▶ **WHAT YOU NEED TO DO**
Return each line below holding the string "RunnerError".

▶ **RECORDS PROVIDED**

- - - - -

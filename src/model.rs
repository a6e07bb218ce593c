// src/model.rs

use thiserror::Error;

/// One row of scan results: a driver package and its version pair.
#[derive(Debug, PartialEq, Clone)]
pub struct DriverEntry {
    pub package_name: String,
    pub current_version: String,
    pub available_version: String,
    pub is_recommended: bool,
}

/// Why a scan produced no usable result.
#[derive(Debug, Clone, PartialEq, Error)]
pub enum ScanError {
    #[error("no driver detection tool is available on this system")]
    DetectionUnavailable,
    #[error("scan failed: {0}")]
    CommandFailed(String),
}

/// Outcome of one scan. A new scan produces a wholly new list.
#[derive(Debug, PartialEq, Clone)]
pub struct ScanResult {
    pub entries: Vec<DriverEntry>,
    pub error: Option<ScanError>,
}

impl ScanResult {
    pub fn ok(entries: Vec<DriverEntry>) -> Self {
        Self { entries, error: None }
    }

    pub fn failed(error: ScanError) -> Self {
        Self {
            entries: Vec::new(),
            error: Some(error),
        }
    }

    pub fn succeeded(&self) -> bool {
        self.error.is_none()
    }
}

/// Result of one install invocation, consumed immediately by the UI.
#[derive(Debug, PartialEq, Clone)]
pub struct UpdateOutcome {
    pub package_name: String,
    pub succeeded: bool,
    pub reboot_required: bool,
    pub error_message: Option<String>,
}

impl UpdateOutcome {
    pub fn ok(package_name: &str, reboot_required: bool) -> Self {
        Self {
            package_name: package_name.to_string(),
            succeeded: true,
            reboot_required,
            error_message: None,
        }
    }

    pub fn failed(package_name: &str, message: impl Into<String>) -> Self {
        Self {
            package_name: package_name.to_string(),
            succeeded: false,
            reboot_required: false,
            error_message: Some(message.into()),
        }
    }
}

/// What a finished background task hands back to the UI.
#[derive(Debug, PartialEq, Clone)]
pub enum TaskOutcome {
    Scan(ScanResult),
    Install(Vec<UpdateOutcome>),
}
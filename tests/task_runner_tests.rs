// tests/task_runner_tests.rs
use driverhub::model::{ScanResult, TaskOutcome};
use driverhub::task_runner::{ProgressNote, RunnerError, TaskCompletion, TaskRunner, TaskState};
use std::sync::mpsc::channel;
use std::thread;
use std::time::{Duration, Instant};

fn empty_scan() -> TaskOutcome {
    TaskOutcome::Scan(ScanResult::ok(Vec::new()))
}

fn wait_until_idle(runner: &TaskRunner) {
    let deadline = Instant::now() + Duration::from_secs(5);
    while runner.state() != TaskState::Idle {
        assert!(Instant::now() < deadline, "runner did not return to idle");
        thread::sleep(Duration::from_millis(5));
    }
}

#[test]
fn completion_is_delivered_exactly_once() {
    let runner = TaskRunner::new();
    runner.start(|_, _| Ok(empty_scan())).unwrap();
    wait_until_idle(&runner);

    match runner.take_completion() {
        Some(TaskCompletion::Completed(TaskOutcome::Scan(result))) => {
            assert!(result.succeeded());
            assert!(result.entries.is_empty());
        }
        other => panic!("unexpected completion: {:?}", other),
    }
    assert_eq!(runner.take_completion(), None);
}

#[test]
fn start_while_running_fails_and_leaves_task_alone() {
    let runner = TaskRunner::new();
    let (gate_tx, gate_rx) = channel::<()>();

    runner
        .start(move |_, _| {
            gate_rx.recv().unwrap();
            Ok(empty_scan())
        })
        .unwrap();

    assert_eq!(runner.state(), TaskState::Running);
    assert_eq!(
        runner.start(|_, _| Ok(empty_scan())),
        Err(RunnerError::AlreadyRunning)
    );

    gate_tx.send(()).unwrap();
    wait_until_idle(&runner);

    // The original task still delivers its one completion.
    assert!(matches!(
        runner.take_completion(),
        Some(TaskCompletion::Completed(_))
    ));
}

#[test]
fn cancel_suppresses_the_completion() {
    let runner = TaskRunner::new();
    let (gate_tx, gate_rx) = channel::<()>();

    runner
        .start(move |_, _| {
            gate_rx.recv().unwrap();
            Ok(empty_scan())
        })
        .unwrap();

    runner.cancel().unwrap();
    gate_tx.send(()).unwrap();
    wait_until_idle(&runner);

    assert_eq!(runner.take_completion(), None);
}

#[test]
fn cancel_is_only_valid_while_running() {
    let runner = TaskRunner::new();
    assert_eq!(runner.cancel(), Err(RunnerError::NotRunning));
}

#[test]
fn failed_task_reports_the_error() {
    let runner = TaskRunner::new();
    runner
        .start(|_, _| Err(anyhow::anyhow!("detection blew up")))
        .unwrap();
    wait_until_idle(&runner);

    match runner.take_completion() {
        Some(TaskCompletion::Failed(message)) => {
            assert!(message.contains("detection blew up"));
        }
        other => panic!("unexpected completion: {:?}", other),
    }
}

#[test]
fn cancelled_task_checkpoints_through_the_token() {
    let runner = TaskRunner::new();
    let (gate_tx, gate_rx) = channel::<()>();

    runner
        .start(move |cancel, _| {
            gate_rx.recv().unwrap();
            // Cooperative checkpoint: the flag is already set by the time
            // the gate opens.
            assert!(cancel.is_cancelled());
            Ok(empty_scan())
        })
        .unwrap();

    runner.cancel().unwrap();
    gate_tx.send(()).unwrap();
    wait_until_idle(&runner);
    assert_eq!(runner.take_completion(), None);
}

#[test]
fn progress_notes_reach_the_consumer() {
    let runner = TaskRunner::new();
    runner
        .start(|_, progress| {
            progress.status("working");
            progress.fraction(0.5);
            progress.log("hello");
            Ok(empty_scan())
        })
        .unwrap();
    wait_until_idle(&runner);

    let notes = runner.drain_progress();
    assert!(notes.contains(&ProgressNote::Status("working".into())));
    assert!(notes.contains(&ProgressNote::Fraction(0.5)));
    assert!(notes.contains(&ProgressNote::Log("hello".into())));
}
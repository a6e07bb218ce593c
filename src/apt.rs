// src/apt.rs

use crate::model::DriverEntry;
use anyhow::{Context, Result};
use std::process::Command;

/// Name fragments that mark a package as driver-related. The fallback
/// strategy has no hardware knowledge, so it filters the upgradable list
/// by name.
pub const DRIVER_NAME_PATTERNS: &[&str] = &[
    "driver",
    "firmware",
    "linux-image",
    "linux-modules",
    "linux-headers",
    "nvidia",
    "amdgpu",
    "radeon",
    "mesa",
    "vulkan",
    "broadcom",
    "realtek",
    "microcode",
    "dkms",
];

pub fn is_driver_package(name: &str) -> bool {
    let lower = name.to_lowercase();
    DRIVER_NAME_PATTERNS.iter().any(|p| lower.contains(p))
}

/// Parses `apt list --upgradable` output into driver entries (testable).
/// Non-driver packages are filtered out; a line without an
/// `[upgradable from: ...]` part keeps an empty current version instead of
/// failing the scan. Malformed lines are skipped.
pub fn parse_apt_list_output(s: &str) -> Vec<DriverEntry> {
    let mut entries = Vec::new();

    for (i, line) in s.lines().enumerate() {
        // First line "Listing..." and blank lines
        if i == 0 && line.starts_with("Listing") {
            continue;
        }
        if line.trim().is_empty() {
            continue;
        }

        let parts: Vec<&str> = line.split_whitespace().collect();
        if parts.len() < 2 {
            continue;
        }

        // Sample line:
        // nvidia-driver-535/jammy-updates 535.2 amd64 [upgradable from: 535.1]
        let name = parts[0].split('/').next().unwrap_or("").to_string();
        if name.is_empty() || !is_driver_package(&name) {
            continue;
        }

        let available_version = parts[1].to_string();

        let current_version = if let Some(idx) = parts.iter().position(|p| *p == "from:") {
            parts
                .get(idx + 1)
                .map(|p| p.trim_end_matches(']').to_string())
                .unwrap_or_default()
        } else {
            String::new()
        };

        entries.push(DriverEntry {
            package_name: name,
            current_version,
            available_version,
            is_recommended: false,
        });
    }

    entries
}

/// Parses `apt-cache policy` output into (installed, candidate) versions
/// (testable). `(none)` counts as not installed.
pub fn parse_policy_output(s: &str) -> (Option<String>, Option<String>) {
    let mut installed = None;
    let mut candidate = None;

    for line in s.lines() {
        let line = line.trim();
        if let Some(rest) = line.strip_prefix("Installed:") {
            let value = rest.trim();
            if !value.is_empty() && value != "(none)" {
                installed = Some(value.to_string());
            }
        } else if let Some(rest) = line.strip_prefix("Candidate:") {
            let value = rest.trim();
            if !value.is_empty() && value != "(none)" {
                candidate = Some(value.to_string());
            }
        }
    }

    (installed, candidate)
}

/// Installed and candidate versions for one package.
pub fn policy(package: &str) -> Result<(Option<String>, Option<String>)> {
    let output = Command::new("apt-cache")
        .args(&["policy", package])
        .env("LANG", "C")
        .output()
        .context("`apt-cache policy` failed to run")?;

    let stdout = String::from_utf8_lossy(&output.stdout);
    Ok(parse_policy_output(&stdout))
}

pub fn is_installed(package: &str) -> bool {
    policy(package)
        .map(|(installed, _)| installed.is_some())
        .unwrap_or(false)
}

/// Upgradable driver packages on the system, per the name filter.
pub fn upgradable_driver_packages() -> Result<Vec<DriverEntry>> {
    let output = Command::new("apt")
        .args(&["list", "--upgradable"])
        .env("LANG", "C")
        .output()
        .context("`apt list --upgradable` failed to run")?;

    let stdout = String::from_utf8_lossy(&output.stdout);
    Ok(parse_apt_list_output(&stdout))
}
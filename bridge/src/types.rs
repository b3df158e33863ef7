//! # Bridge message types
//!
//! Requests sent to the storage worker and the replies it sends back. The
//! JSON shape follows the extension's runtime messages, e.g.
//! `{"type": "SAVE_RULES", "payload": [...], "baseRevision": 3}`.

use rule_engine::{GroupMap, ProfileMap, Rule};
use serde::{Deserialize, Serialize};
use std::time::{SystemTime, UNIX_EPOCH};

/// Milliseconds since the Unix epoch
pub fn now_ms() -> u64 {
    SystemTime::now()
        .duration_since(UNIX_EPOCH)
        .map(|d| d.as_millis() as u64)
        .unwrap_or(0)
}

/// Request handled by the storage worker
#[derive(Debug, Clone, PartialEq, Eq, Serialize, Deserialize)]
#[serde(tag = "type", rename_all = "SCREAMING_SNAKE_CASE")]
pub enum BridgeMessage {
    /// Overwrite the whole rule collection
    SaveRules {
        payload: Vec<Rule>,
        /// Revision the payload was derived from
        #[serde(rename = "baseRevision", default, skip_serializing_if = "Option::is_none")]
        base_revision: Option<u64>,
    },
    /// Read the whole rule collection
    GetRules,
    /// Read profiles and groups
    GetTargets,
}

impl BridgeMessage {
    pub fn kind(&self) -> &'static str {
        match self {
            BridgeMessage::SaveRules { .. } => "SAVE_RULES",
            BridgeMessage::GetRules => "GET_RULES",
            BridgeMessage::GetTargets => "GET_TARGETS",
        }
    }
}

/// Rule collection together with the revision it was read at
#[derive(Debug, Clone, Default, PartialEq, Eq, Serialize, Deserialize)]
pub struct RuleSnapshot {
    pub rules: Vec<Rule>,
    pub revision: u64,
}

/// Successful worker reply
#[derive(Debug, Clone, PartialEq, Eq, Serialize, Deserialize)]
#[serde(tag = "status", rename_all = "snake_case")]
pub enum BridgeReply {
    Saved { revision: u64 },
    Rules(RuleSnapshot),
    Targets { profiles: ProfileMap, groups: GroupMap },
}

#[cfg(test)]
mod tests {
    use super::*;
    use rule_engine::{RuleAction, RuleDraft, RuleId, TargetType, Trigger};
    use serde_json::json;

    #[test]
    fn save_rules_message_matches_runtime_shape() {
        let rule = Rule::with_id(
            RuleId::from("rule_1_a"),
            RuleDraft::new(
                "Night",
                TargetType::Extension,
                ["ext1"],
                RuleAction::Disable,
                Trigger::at("22:00", [0, 6]),
            ),
        );
        let message = BridgeMessage::SaveRules {
            payload: vec![rule],
            base_revision: Some(4),
        };

        let value = serde_json::to_value(&message).unwrap();
        assert_eq!(value["type"], "SAVE_RULES");
        assert_eq!(value["baseRevision"], 4);
        assert_eq!(value["payload"][0]["targetIds"], json!(["ext1"]));

        let back: BridgeMessage = serde_json::from_value(value).unwrap();
        assert_eq!(back, message);
        assert_eq!(back.kind(), "SAVE_RULES");
    }

    #[test]
    fn save_rules_without_revision_is_accepted() {
        let message: BridgeMessage =
            serde_json::from_value(json!({"type": "SAVE_RULES", "payload": []})).unwrap();
        assert_eq!(
            message,
            BridgeMessage::SaveRules { payload: vec![], base_revision: None }
        );
        let get: BridgeMessage = serde_json::from_value(json!({"type": "GET_RULES"})).unwrap();
        assert_eq!(get, BridgeMessage::GetRules);
    }
}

- - - - -

▶ **OUTPUT FOR THIS EXERCISE**
use driverhub::task_runner::{ProgressNote, RunnerError, TaskCompletion, TaskRunner, TaskState};
        Err(RunnerError::AlreadyRunning)
    assert_eq!(runner.cancel(), Err(RunnerError::NotRunning));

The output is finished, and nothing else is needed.